I.
La
mayor parte de los hombres se esfuerzan más por parecer cristianos y virtuosos
que por serlo en realidad. Se salvan las apariencias, se quiere contentar a los
hombres, pero uno no se toma mucho trabajo por contentar a Dios y la propia
conciencia. Se ordena el exterior y el alma está en desorden. ¡Desventurados!
Dios
nos ve tales cuales somos y no tales cuales queremos aparecer. Dios es quien
nos juzgará y no los hombres; no podemos engañarlo; nos engañamos a nosotros
mismos.
II.
¿Qué
pretendes con esa devoción de apariencia? ¿De qué te servirá la estima de los
hombres, si Dios te desprecia?

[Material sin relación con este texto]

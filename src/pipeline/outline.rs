//! Bookmark writing: extraction batch → clamped outline → PDF `/Outlines` tree.
//!
//! Two steps, kept apart so the arithmetic is testable without a document:
//!
//! 1. [`map_entries`]: add the page offset to every printed page number and
//!    clamp the result into `[1, page_count]`. Order is preserved verbatim;
//!    nothing is re-sorted or deduplicated. A hallucinated page 900 in a
//!    50-page file becomes page 50, never an error.
//! 2. [`commit_outline`]: replace the document's outline with the mapped
//!    items. Levels are not validated: a level-3 item directly after a level-1
//!    item is nested under that level-1 item, and a first item at level 4 is
//!    simply a top-level item.
//!
//! pdfium (used for rendering) can read bookmarks but not create them, so the
//! outline is written with `lopdf`.

use crate::error::Pdf2TocError;
use crate::output::{BookmarkItem, TocEntry};
use lopdf::{dictionary, Document, Object, ObjectId, StringFormat};
use std::collections::{HashMap, HashSet};
use std::path::Path;
use tracing::{debug, info};

/// Offset and clamp every entry, preserving order.
pub fn map_entries(entries: &[TocEntry], page_offset: i64, page_count: usize) -> Vec<BookmarkItem> {
    let upper = page_count.max(1) as i64;
    entries
        .iter()
        .map(|entry| BookmarkItem {
            level: entry.level,
            title: entry.title.clone(),
            page: entry.page.saturating_add(page_offset).clamp(1, upper) as u32,
        })
        .collect()
}

/// Load a PDF for outline editing.
pub fn load_document(path: &Path) -> Result<Document, Pdf2TocError> {
    let doc = Document::load(path).map_err(|e| Pdf2TocError::CorruptPdf {
        path: path.to_path_buf(),
        detail: e.to_string(),
    })?;
    ensure_writable(doc, path)
}

/// Load a PDF held in memory for outline editing.
pub fn load_document_from_bytes(bytes: &[u8]) -> Result<Document, Pdf2TocError> {
    let path = Path::new("<memory>");
    let doc = Document::load_mem(bytes).map_err(|e| Pdf2TocError::CorruptPdf {
        path: path.to_path_buf(),
        detail: e.to_string(),
    })?;
    ensure_writable(doc, path)
}

fn ensure_writable(doc: Document, path: &Path) -> Result<Document, Pdf2TocError> {
    if doc.trailer.get(b"Encrypt").is_ok() {
        return Err(Pdf2TocError::EncryptedPdf {
            path: path.to_path_buf(),
        });
    }
    Ok(doc)
}

/// Number of pages in the document's page tree.
pub fn page_count(doc: &Document) -> usize {
    doc.get_pages().len()
}

/// Map `entries` against `doc` and commit them as its outline.
///
/// Returns the items exactly as written.
pub fn apply(
    doc: &mut Document,
    entries: &[TocEntry],
    page_offset: i64,
) -> Result<Vec<BookmarkItem>, Pdf2TocError> {
    let items = map_entries(entries, page_offset, page_count(doc));
    commit_outline(doc, &items)?;
    Ok(items)
}

struct OutlineNode {
    id: ObjectId,
    title: String,
    page_id: ObjectId,
    children: Vec<usize>,
}

/// Replace the document outline with `items`.
///
/// Any previous outline is detached from the catalog (its objects are dropped
/// by [`finalize`]). An empty `items` list leaves the document with no
/// outline. Returns the id of the new `/Outlines` dictionary, if one was made.
pub fn commit_outline(
    doc: &mut Document,
    items: &[BookmarkItem],
) -> Result<Option<ObjectId>, Pdf2TocError> {
    let root_id = doc.trailer.get(b"Root")?.as_reference()?;
    doc.get_object_mut(root_id)?.as_dict_mut()?.remove(b"Outlines");

    if items.is_empty() {
        info!("Cleared document outline");
        return Ok(None);
    }

    let page_ids: Vec<ObjectId> = doc.get_pages().into_values().collect();
    if page_ids.is_empty() {
        return Err(Pdf2TocError::OutlineWriteFailed(
            "document has no pages to point bookmarks at".into(),
        ));
    }

    let mut nodes: Vec<OutlineNode> = Vec::with_capacity(items.len());
    let mut roots: Vec<usize> = Vec::new();
    let mut level_stack: Vec<(i64, usize)> = Vec::new();

    for item in items {
        while level_stack
            .last()
            .is_some_and(|&(level, _)| level >= item.level)
        {
            level_stack.pop();
        }

        let page_idx = (item.page.max(1) as usize - 1).min(page_ids.len() - 1);
        let idx = nodes.len();
        nodes.push(OutlineNode {
            id: doc.new_object_id(),
            title: item.title.clone(),
            page_id: page_ids[page_idx],
            children: Vec::new(),
        });

        match level_stack.last() {
            Some(&(_, parent)) => nodes[parent].children.push(idx),
            None => roots.push(idx),
        }
        level_stack.push((item.level, idx));
    }

    let outlines_id = doc.new_object_id();
    write_siblings(doc, &nodes, &roots, outlines_id);

    let first = nodes[roots[0]].id;
    let last = nodes[roots[roots.len() - 1]].id;
    doc.objects.insert(
        outlines_id,
        Object::Dictionary(dictionary! {
            "Type" => "Outlines",
            "First" => first,
            "Last" => last,
            "Count" => roots.len() as i64,
        }),
    );

    doc.get_object_mut(root_id)?
        .as_dict_mut()?
        .set("Outlines", outlines_id);

    info!(
        "Committed outline: {} items, {} top-level",
        nodes.len(),
        roots.len()
    );
    Ok(Some(outlines_id))
}

/// Write one sibling chain; children start collapsed.
fn write_siblings(doc: &mut Document, nodes: &[OutlineNode], siblings: &[usize], parent_id: ObjectId) {
    for (i, &idx) in siblings.iter().enumerate() {
        let node = &nodes[idx];
        let dest = vec![
            Object::Reference(node.page_id),
            "XYZ".into(),
            Object::Null,
            Object::Null,
            Object::Null,
        ];
        let mut dict = dictionary! {
            "Title" => pdf_text_string(&node.title),
            "Parent" => parent_id,
            "Dest" => dest,
        };
        if i > 0 {
            dict.set("Prev", nodes[siblings[i - 1]].id);
        }
        if let Some(&next) = siblings.get(i + 1) {
            dict.set("Next", nodes[next].id);
        }
        if let (Some(&first), Some(&last)) = (node.children.first(), node.children.last()) {
            dict.set("First", nodes[first].id);
            dict.set("Last", nodes[last].id);
            dict.set("Count", -(node.children.len() as i64));
            write_siblings(doc, nodes, &node.children, node.id);
        }
        doc.objects.insert(node.id, Object::Dictionary(dict));
    }
}

/// Encode a PDF text string: literal for ASCII, UTF-16BE with BOM otherwise.
fn pdf_text_string(s: &str) -> Object {
    if s.is_ascii() {
        return Object::String(s.as_bytes().to_vec(), StringFormat::Literal);
    }
    let mut bytes = Vec::with_capacity(2 + s.len() * 2);
    bytes.extend_from_slice(&[0xFE, 0xFF]);
    for unit in s.encode_utf16() {
        bytes.extend_from_slice(&unit.to_be_bytes());
    }
    Object::String(bytes, StringFormat::Hexadecimal)
}

fn decode_text_string(bytes: &[u8]) -> String {
    match bytes {
        [0xFE, 0xFF, rest @ ..] => {
            let units: Vec<u16> = rest
                .chunks_exact(2)
                .map(|pair| u16::from_be_bytes([pair[0], pair[1]]))
                .collect();
            String::from_utf16_lossy(&units)
        }
        _ => bytes.iter().map(|&b| b as char).collect(),
    }
}

/// Flatten the document's outline to `[level, title, page]` items in reading order.
///
/// Depth is the actual nesting depth, so a writer-side level jump (1 → 3)
/// reads back as 1 → 2. Destinations that cannot be resolved to a page
/// (named destinations, remote targets) report page 0.
pub fn read_outline(doc: &Document) -> Result<Vec<BookmarkItem>, Pdf2TocError> {
    let root_id = doc.trailer.get(b"Root")?.as_reference()?;
    let catalog = doc.get_dictionary(root_id)?;
    let outlines = match catalog.get(b"Outlines") {
        Ok(obj) => resolve(doc, obj)?.as_dict()?,
        Err(_) => return Ok(Vec::new()),
    };

    let page_numbers: HashMap<ObjectId, u32> = doc
        .get_pages()
        .into_iter()
        .map(|(num, id)| (id, num))
        .collect();

    let mut items = Vec::new();
    let mut visited = HashSet::new();
    if let Ok(first) = outlines.get(b"First").and_then(Object::as_reference) {
        read_siblings(doc, first, 1, &page_numbers, &mut visited, &mut items)?;
    }
    Ok(items)
}

fn read_siblings(
    doc: &Document,
    first: ObjectId,
    level: i64,
    page_numbers: &HashMap<ObjectId, u32>,
    visited: &mut HashSet<ObjectId>,
    items: &mut Vec<BookmarkItem>,
) -> Result<(), Pdf2TocError> {
    let mut current = Some(first);
    while let Some(id) = current {
        if !visited.insert(id) {
            debug!("Outline cycle at {:?}; stopping", id);
            break;
        }
        let dict = doc.get_dictionary(id)?;

        let title = match dict.get(b"Title").and_then(|t| resolve(doc, t)) {
            Ok(Object::String(bytes, _)) => decode_text_string(bytes),
            _ => String::new(),
        };
        let page = destination_page(doc, dict, page_numbers).unwrap_or(0);
        items.push(BookmarkItem { level, title, page });

        if let Ok(child) = dict.get(b"First").and_then(Object::as_reference) {
            read_siblings(doc, child, level + 1, page_numbers, visited, items)?;
        }
        current = dict.get(b"Next").and_then(Object::as_reference).ok();
    }
    Ok(())
}

fn destination_page(
    doc: &Document,
    item: &lopdf::Dictionary,
    page_numbers: &HashMap<ObjectId, u32>,
) -> Option<u32> {
    let dest = match item.get(b"Dest") {
        Ok(dest) => resolve(doc, dest).ok()?,
        Err(_) => {
            let action = resolve(doc, item.get(b"A").ok()?).ok()?.as_dict().ok()?;
            resolve(doc, action.get(b"D").ok()?).ok()?
        }
    };
    let page_id = dest.as_array().ok()?.first()?.as_reference().ok()?;
    page_numbers.get(&page_id).copied()
}

fn resolve<'a>(doc: &'a Document, obj: &'a Object) -> Result<&'a Object, lopdf::Error> {
    match obj {
        Object::Reference(id) => doc.get_object(*id),
        other => Ok(other),
    }
}

/// Drop unreachable objects (including a replaced outline) and compress streams.
pub fn finalize(doc: &mut Document) {
    let pruned = doc.prune_objects();
    doc.delete_zero_length_streams();
    doc.renumber_objects();
    doc.compress();
    debug!("Pruned {} unreferenced objects", pruned.len());
}

/// Serialise the document to memory after [`finalize`].
pub fn save_to_bytes(doc: &mut Document) -> Result<Vec<u8>, Pdf2TocError> {
    finalize(doc);
    let mut buf = Vec::new();
    doc.save_to(&mut buf)
        .map_err(|e| Pdf2TocError::OutlineWriteFailed(format!("serialise PDF: {e}")))?;
    Ok(buf)
}

/// Serialise the document to `path` after [`finalize`].
///
/// Uses atomic write (temp file + rename) so a failed save never leaves a
/// truncated PDF behind.
pub fn save_to_file(doc: &mut Document, path: &Path) -> Result<(), Pdf2TocError> {
    let bytes = save_to_bytes(doc)?;
    let write_err = |source| Pdf2TocError::OutputWriteFailed {
        path: path.to_path_buf(),
        source,
    };

    if let Some(parent) = path.parent().filter(|p| !p.as_os_str().is_empty()) {
        std::fs::create_dir_all(parent).map_err(write_err)?;
    }
    let tmp_path = path.with_extension("pdf.tmp");
    std::fs::write(&tmp_path, &bytes).map_err(write_err)?;
    std::fs::rename(&tmp_path, path).map_err(write_err)?;

    info!("Wrote {} bytes to {}", bytes.len(), path.display());
    Ok(())
}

Gratuitamente te
condenas; tienes toda la pena que los santos encontraron en el servicio de
Dios, no tienes sus consuelos en esta vida y no tendrás su recompensa en la
otra. ¿Qué
haréis, vosotros hipócritas, el día del juicio, cuando Dios dé a conocer
vuestros crímenes a todos los hombres y a todos los ángeles?
III.
A nadie juzgues por las apariencias; el rostro engaña a menudo. Tal parece
orgulloso y es muy humilde. A Dios sólo pertenece el penetrar los secretos del
corazón humano; interpreta las acciones de los demás como desearías que se
interpretaran las tuyas. Examina tus propios defectos y mira si no eres del
número de aquellos de que habla San
Cipriano,
que condenan en lo exterior aquello que hacen en lo interior; acusadores en
público y pecadores en secreto.
Huid
de la hipocresía.
Orad
por la conversión de los hipócritas.